[quote="JamesAIGI"]You also make some assumptions. It is not socially necessary to have a job. I won't go into every example but really, if you think about it, it is not necessary at all in some people's cases. "Things we need, need to be produced by someone, somewhere" is true. But this is only true due to the system being like it is, that in itself is not a good enough reason to remain in the system (just because it exists). If a large enough number of people (like you said), a mass movement of the popular classes worked together, then of course capitalism could be overthrown. I think this could only be achieved by working outside the system, in order to disrupt, damage and destroy the system, not by aiding it's already obvious lethal effect on the world's population. Remaining within the system can not be a good thing at all....
I also do not believe an individualist act is at odds with anarchism. It might be at odds with socialism but not anarchism.
Dropping out the system would damage the system if enough people were engaged in doing so....
I think that this discussion is conflating two separate issues into one.
Production and consumption IS NOT THE SAME AS capitalism.
For humans to survive, heck, for any thing to survive, calories, shelter, etc needs to be produced, and then consumed. This arrangement can be fully free, as gatherers probabaly did in the Pliocene, or it can be authoritarian, like slavery, and many shades in between. Capitalism is one method of organizing production and consumption.
The reality is that people who "drop out" still need to consume. Their rebellion is great, but it isn't directly challanging Capitalism either. It sidesteps direct confrontation or attacking the system. It is similar to taking a job in many ways and working to end capitalism part time.
I do not begrudge the will of those who resonate with dropping out. I think that we need more folks doing that. However, to present it as a romantic alternative that is pure revolution in itself seems to inflate the "anarchist" lifestyle with unearned power and unreal expectations.
If anything, syndicalism, the actual taking over of the means of production by workers, like the workers who took over a tile factory in Argentina a few years ago, is the most direct form of challange to Capitalism. Taking over entire areas, like in Chiapas, is closer to a real challange to Capitalism.
I think it is great that folks squat, and that folks dumpster food. However, to point to that as a *more legitimate* form of attack on Capitalism thatn the myriad other activities is just poor judgement. That's what I often see from the lifestyle anarchists in practice.

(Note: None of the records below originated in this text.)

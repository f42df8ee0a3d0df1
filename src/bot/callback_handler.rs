//! Callback Handler module for processing inline keyboard callback queries

use anyhow::Result;
use std::fmt;
use std::str::FromStr;
use std::sync::Arc;
use teloxide::prelude::*;
use teloxide::types::{CallbackQuery, MessageId};
use tracing::{debug, error, warn};

use crate::catalog::{CategoryId, ProductId};
use crate::dialogue::PurchaseTarget;
use crate::errors::ShopError;
use crate::shop::{Shop, Turn};

/// Decoded inline button payload
#[derive(Debug, Clone, Copy, PartialEq, Eq)]
pub enum CallbackAction {
    Category(CategoryId),
    CategoriesRoot,
    CatalogPrevious,
    CatalogNext,
    Product(ProductId),
    AddToCart(ProductId),
    CartProduct(ProductId),
    Buy(ProductId),
    BuyWholeCart,
    ChangeCount(ProductId),
    DeleteFromCart(ProductId),
    Yes,
    No,
    CartPrevious,
    CartNext,
}

impl fmt::Display for CallbackAction {
    fn fmt(&self, f: &mut fmt::Formatter<'_>) -> fmt::Result {
        match self {
            CallbackAction::Category(id) => write!(f, "category_{id}"),
            CallbackAction::CategoriesRoot => f.write_str("categories_root"),
            CallbackAction::CatalogPrevious => f.write_str("catalog_previous"),
            CallbackAction::CatalogNext => f.write_str("catalog_next"),
            CallbackAction::Product(id) => write!(f, "product_{id}"),
            CallbackAction::AddToCart(id) => write!(f, "add_to_cart_{id}"),
            CallbackAction::CartProduct(id) => write!(f, "cart_product_{id}"),
            CallbackAction::Buy(id) => write!(f, "buy_{id}"),
            CallbackAction::BuyWholeCart => f.write_str("buy_whole_cart"),
            CallbackAction::ChangeCount(id) => write!(f, "change_count_{id}"),
            CallbackAction::DeleteFromCart(id) => write!(f, "delete_from_cart_{id}"),
            CallbackAction::Yes => f.write_str("yes"),
            CallbackAction::No => f.write_str("no"),
            CallbackAction::CartPrevious => f.write_str("cart_previous"),
            CallbackAction::CartNext => f.write_str("cart_next"),
        }
    }
}

impl FromStr for CallbackAction {
    type Err = ShopError;

    fn from_str(data: &str) -> Result<Self, Self::Err> {
        let exact = match data {
            "categories_root" => Some(CallbackAction::CategoriesRoot),
            "catalog_previous" => Some(CallbackAction::CatalogPrevious),
            "catalog_next" => Some(CallbackAction::CatalogNext),
            "buy_whole_cart" => Some(CallbackAction::BuyWholeCart),
            "yes" => Some(CallbackAction::Yes),
            "no" => Some(CallbackAction::No),
            "cart_previous" => Some(CallbackAction::CartPrevious),
            "cart_next" => Some(CallbackAction::CartNext),
            _ => None,
        };
        if let Some(action) = exact {
            return Ok(action);
        }

        let malformed = || ShopError::MalformedPayload(data.to_string());
        let product = |rest: &str| rest.parse::<ProductId>().map_err(|_| malformed());

        // Longer prefixes first: "cart_product_" must win over "product_"
        if let Some(rest) = data.strip_prefix("add_to_cart_") {
            Ok(CallbackAction::AddToCart(product(rest)?))
        } else if let Some(rest) = data.strip_prefix("cart_product_") {
            Ok(CallbackAction::CartProduct(product(rest)?))
        } else if let Some(rest) = data.strip_prefix("change_count_") {
            Ok(CallbackAction::ChangeCount(product(rest)?))
        } else if let Some(rest) = data.strip_prefix("delete_from_cart_") {
            Ok(CallbackAction::DeleteFromCart(product(rest)?))
        } else if let Some(rest) = data.strip_prefix("category_") {
            rest.parse::<CategoryId>()
                .map(CallbackAction::Category)
                .map_err(|_| malformed())
        } else if let Some(rest) = data.strip_prefix("product_") {
            Ok(CallbackAction::Product(product(rest)?))
        } else if let Some(rest) = data.strip_prefix("buy_") {
            Ok(CallbackAction::Buy(product(rest)?))
        } else {
            Err(malformed())
        }
    }
}

/// Handle callback queries from inline keyboards
pub async fn callback_handler(bot: Bot, q: CallbackQuery, shop: Arc<Shop>) -> Result<()> {
    debug!(user_id = %q.from.id, data = ?q.data, "Received callback query from user");

    // Stop the client-side spinner whatever happens next
    if let Err(e) = bot.answer_callback_query(q.id.clone()).await {
        warn!(user_id = %q.from.id, error = %e, "Failed to answer callback query");
    }

    let data = q.data.as_deref().unwrap_or("");
    let action = match data.parse::<CallbackAction>() {
        Ok(action) => action,
        Err(e) => {
            warn!(user_id = %q.from.id, payload = %data, error = %e, "Ignoring malformed callback payload");
            return Ok(());
        }
    };

    let chat = q
        .message
        .as_ref()
        .map(|m| m.chat().id)
        .unwrap_or(ChatId(q.from.id.0 as i64));
    let origin = q.message.as_ref().map(|m| m.id());
    let turn = Turn::new(chat, q.from.language_code.clone());

    if let Err(e) = dispatch_action(&shop, &turn, origin, action).await {
        error!(user_id = %chat, action = %action, error = %e, "Callback turn failed");
    }
    Ok(())
}

/// Route a decoded action to the shop
pub async fn dispatch_action(
    shop: &Shop,
    turn: &Turn,
    origin: Option<MessageId>,
    action: CallbackAction,
) -> Result<()> {
    match action {
        CallbackAction::Category(id) => shop.open_category(turn, origin, Some(id)).await,
        CallbackAction::CategoriesRoot => shop.open_category(turn, origin, None).await,
        CallbackAction::CatalogPrevious => shop.turn_catalog_page(turn, origin, -1).await,
        CallbackAction::CatalogNext => shop.turn_catalog_page(turn, origin, 1).await,
        CallbackAction::Product(id) => shop.show_product(turn, id).await,
        CallbackAction::AddToCart(id) => shop.add_to_cart(turn, id).await,
        CallbackAction::CartProduct(id) => shop.show_cart_product(turn, id).await,
        CallbackAction::Buy(id) => shop.start_purchase(turn, PurchaseTarget::Product(id)).await,
        CallbackAction::BuyWholeCart => shop.start_purchase(turn, PurchaseTarget::WholeCart).await,
        CallbackAction::ChangeCount(id) => shop.change_count(turn, id).await,
        CallbackAction::DeleteFromCart(id) => shop.delete_from_cart(turn, origin, id).await,
        CallbackAction::Yes => shop.confirm_add(turn, true).await,
        CallbackAction::No => shop.confirm_add(turn, false).await,
        CallbackAction::CartPrevious => shop.turn_cart_page(turn, origin, -1).await,
        CallbackAction::CartNext => shop.turn_cart_page(turn, origin, 1).await,
    }
}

Instead of just sticking to one tactic, to succeed we'll need a myriad of tactics. Accountants that are anarchists that've honed their skills through years of working in Capital's heart. Doctors who know allopathic as well as natural medicine. Folks who know how to live in the margins, and folks who've managed to keep their souls while living at the heart of the beast.
That's my only real problem with CrimethInc. It's a one size fits all narrative.
Having been to several anarchist conferences, I've noticed that this "drop out" narrative most appeals to those anarchists who are from privaledge. I think that is a valuable observation, and it is not full of judgement.
I think that in the current system, it is BOTH the oppressor AND the oppressed who are trapped. In a prison, a CO cannot more end the prison than the prisoner. In fact, a warden can no more end the prison than the CO or the prisoner.
In that way, I think that dropping out has a value that isn't even explored in CrimethInc's books: the value of freeing yourself from she soft fetters of power. Most folks who are born into priviledge always have the option of coming back home. They can shed the garb of difference, and if they get back on track by the time they are out of college, they're welcome back to the country club.
I think that the whole "dropping out experience" really can affect a person profoundly for the whole of their life, the same as being a worker and participating in a successful strike, or a successful certificaiton campaign, or being in AR and freeing animals with action. There is a value to direct experience.
Dropping out, at worst, allows a person to experience that there is a world outside of capitalism. It allows a person to know that there is prodound richness, and profound poverty in the world.
That's a profound and very useful experience especially for anarchists who have unearned privaledge. It opens up the possiblity of a better world.
If a person decides to drop out indefinately, we also have the benefit of people practicing anarchism directly; hashing out challanges, and experimenting with solutions. That's useful to all anarchists. So those who stay outside of dominant culture are a boon to us all. I applaud them.
However, like I said before, to think that dropping out is the whole Revolution, then the Revolution will never show up.
If there is to be a Revolution, it need to be done by workers taking the means of production back, by families operating with respect and freedom, by folks who've dropped out and found ways to make anarchism work, and by folks who've had practice counting beans to make sure that what is produced (by what ever means) still gets to those who need it.
"The worker has the right to leave his boss, but can she do it? And if she does quit him, is it in order to lead a free life; where she will have no master but herself? No, she leaves to sell herself to another employer. She's driven by the same hunger. Thus the worker's liberty is only a theoretical freedom, lacking any means of realization; an utter falsehood."